# spider-lib
A Rust-based web scraping framework inspired by Scrapy.
[](https://crates.io/crates/spider-lib)
[](https://docs.rs/spider-lib)
[](https://opensource.org/licenses/MIT)
`spider-lib` is an asynchronous, concurrent web scraping library for Rust. It's designed to be a lightweight yet powerful tool for building and running scrapers for projects of any size. If you're familiar with Scrapy's architecture of Spiders, Middlewares, and Pipelines, you'll feel right at home.
## Getting Started
To use `spider-lib`, add it to your project's `Cargo.toml`:
```toml
[dependencies]
spider-lib = "0.2" # Check crates.io for the latest version
```
## Quick Example
Here's a minimal example of a spider that scrapes quotes from `quotes.toscrape.com`.
For convenience, `spider-lib` offers a prelude that re-exports the most commonly used items.
```rust
// Use the prelude for easy access to common types and traits.
use spider_lib::prelude::*;
use spider_lib::utils::ToSelector; // ToSelector is not in the prelude
#[scraped_item]
pub struct QuoteItem {
pub text: String,
pub author: String,
}
pub struct QuotesSpider;
#[async_trait]
impl Spider for QuotesSpider {
type Item = QuoteItem;
fn start_urls(&self) -> Vec<&'static str> {
vec!["http://quotes.toscrape.com/"]
}
async fn parse(&mut self, response: Response) -> Result<ParseOutput<Self::Item>, SpiderError> {
let html = response.to_html()?;
let mut output = ParseOutput::new();
for quote in html.select(&".quote".to_selector()?) {
let text = quote.select(&".text".to_selector()?).next().map(|e| e.text().collect()).unwrap_or_default();
let author = quote.select(&".author".to_selector()?).next().map(|e| e.text().collect()).unwrap_or_default();
output.add_item(QuoteItem { text, author });
}
if let Some(next_href) = html.select(&".next > a[href]".to_selector()?).next().and_then(|a| a.attr("href")) {
let next_url = response.url.join(next_href)?;
output.add_request(Request::new(next_url));
}
Ok(output)
}
}
#[tokio::main]
async fn main() -> Result<(), SpiderError> {
tracing_subscriber::fmt().with_max_level(tracing::Level::INFO).init();
// The builder defaults to using ReqwestClientDownloader
let crawler = CrawlerBuilder::new(QuotesSpider)
.build()
.await?;
crawler.start_crawl().await?;
Ok(())
}
```
## Features
* **Asynchronous & Concurrent:** `spider-lib` provides a high-performance, asynchronous web scraping framework built on `tokio`, leveraging an actor-like concurrency model for efficient task handling.

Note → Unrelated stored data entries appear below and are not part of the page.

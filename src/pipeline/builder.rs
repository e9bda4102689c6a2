//! Builder for configuring pipeline instances

use std::sync::Arc;

use super::ClassifyAndEnrichPipeline;
use crate::config::{Config, EncyclopediaConfig};
use crate::providers::WikipediaClient;
use crate::traits::{EncyclopediaClient, ImageClassifier};
use crate::{Result, WhatFlowerError};

/// Builder for [`ClassifyAndEnrichPipeline`].
///
/// A classifier is mandatory. The encyclopedia defaults to English Wikipedia
/// when none is configured.
#[derive(Default)]
pub struct PipelineBuilder {
    classifier: Option<Arc<dyn ImageClassifier>>,
    encyclopedia: Option<Arc<dyn EncyclopediaClient>>,
    encyclopedia_config: Option<EncyclopediaConfig>,
}

impl PipelineBuilder {
    pub fn new() -> Self {
        Self::default()
    }

    /// Use `classifier` for step one.
    pub fn classifier(mut self, classifier: Arc<dyn ImageClassifier>) -> Self {
        self.classifier = Some(classifier);
        self
    }

    /// Use `client` for enrichment instead of the default Wikipedia client.
    pub fn encyclopedia(mut self, client: Arc<dyn EncyclopediaClient>) -> Self {
        self.encyclopedia = Some(client);
        self
    }

    /// Configure the default Wikipedia client.
    ///
    /// Ignored when an explicit client is set with [`encyclopedia`](Self::encyclopedia).
    pub fn wikipedia(mut self, config: EncyclopediaConfig) -> Self {
        self.encyclopedia_config = Some(config);
        self
    }

    /// Configure from a loaded [`Config`].
    ///
    /// Loads the local ONNX classifier when the `[classifier]` section is
    /// present.
    pub fn config(mut self, config: &Config) -> Result<Self> {
        self.encyclopedia_config = Some(config.encyclopedia.clone());

        #[cfg(feature = "local-inference")]
        if let Some(ref classifier) = config.classifier {
            let onnx = crate::providers::OnnxImageClassifier::new(classifier)?;
            self.classifier = Some(Arc::new(onnx));
        }

        #[cfg(not(feature = "local-inference"))]
        if config.classifier.is_some() {
            tracing::warn!(
                "[classifier] section ignored: whatflower was built without `local-inference`"
            );
        }

        Ok(self)
    }

    pub fn build(self) -> Result<ClassifyAndEnrichPipeline> {
        let classifier = self.classifier.ok_or_else(|| {
            WhatFlowerError::Configuration("no image classifier configured".to_string())
        })?;

        let encyclopedia = match self.encyclopedia {
            Some(client) => client,
            None => {
                let config = self.encyclopedia_config.unwrap_or_default();
                Arc::new(WikipediaClient::from_config(&config)?)
            }
        };

        Ok(ClassifyAndEnrichPipeline::new(classifier, encyclopedia))
    }
}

* **Crawl Statistics:** Automatically collects and logs comprehensive statistics about the crawl's progress, including requests, responses (with status codes), items scraped, and downloaded bytes. The `StatCollector` can also be accessed programmatically via `crawler.get_stats()` for custom reporting and integration.
* **Graceful Shutdown:** Ensures clean termination on `Ctrl+C`, allowing in-flight tasks to complete and flushing all data.
* **Checkpoint and Resume:** Allows saving the crawler's state (scheduler, pipelines) to a file and resuming the crawl later, supporting both manual and periodic automatic saves. This includes salvaging un-processed requests.
* **Request Deduplication:** Utilizes request fingerprinting to prevent duplicate requests from being processed, ensuring efficiency and avoiding redundant work.
* **Familiar Architecture:** Leverages a modular design with Spiders, Middlewares, and Item Pipelines, drawing inspiration from Scrapy.
* **Configurable Concurrency:** Offers fine-grained control over the number of concurrent downloads, parsing workers, and pipeline processing for optimized performance.
* **Advanced Link Extraction:** Includes a powerful `Response` object method to comprehensively extract, resolve, and categorize various types of links from HTML content.
* **Fluent Configuration:** A `CrawlerBuilder` API simplifies the assembly and configuration of your web crawler.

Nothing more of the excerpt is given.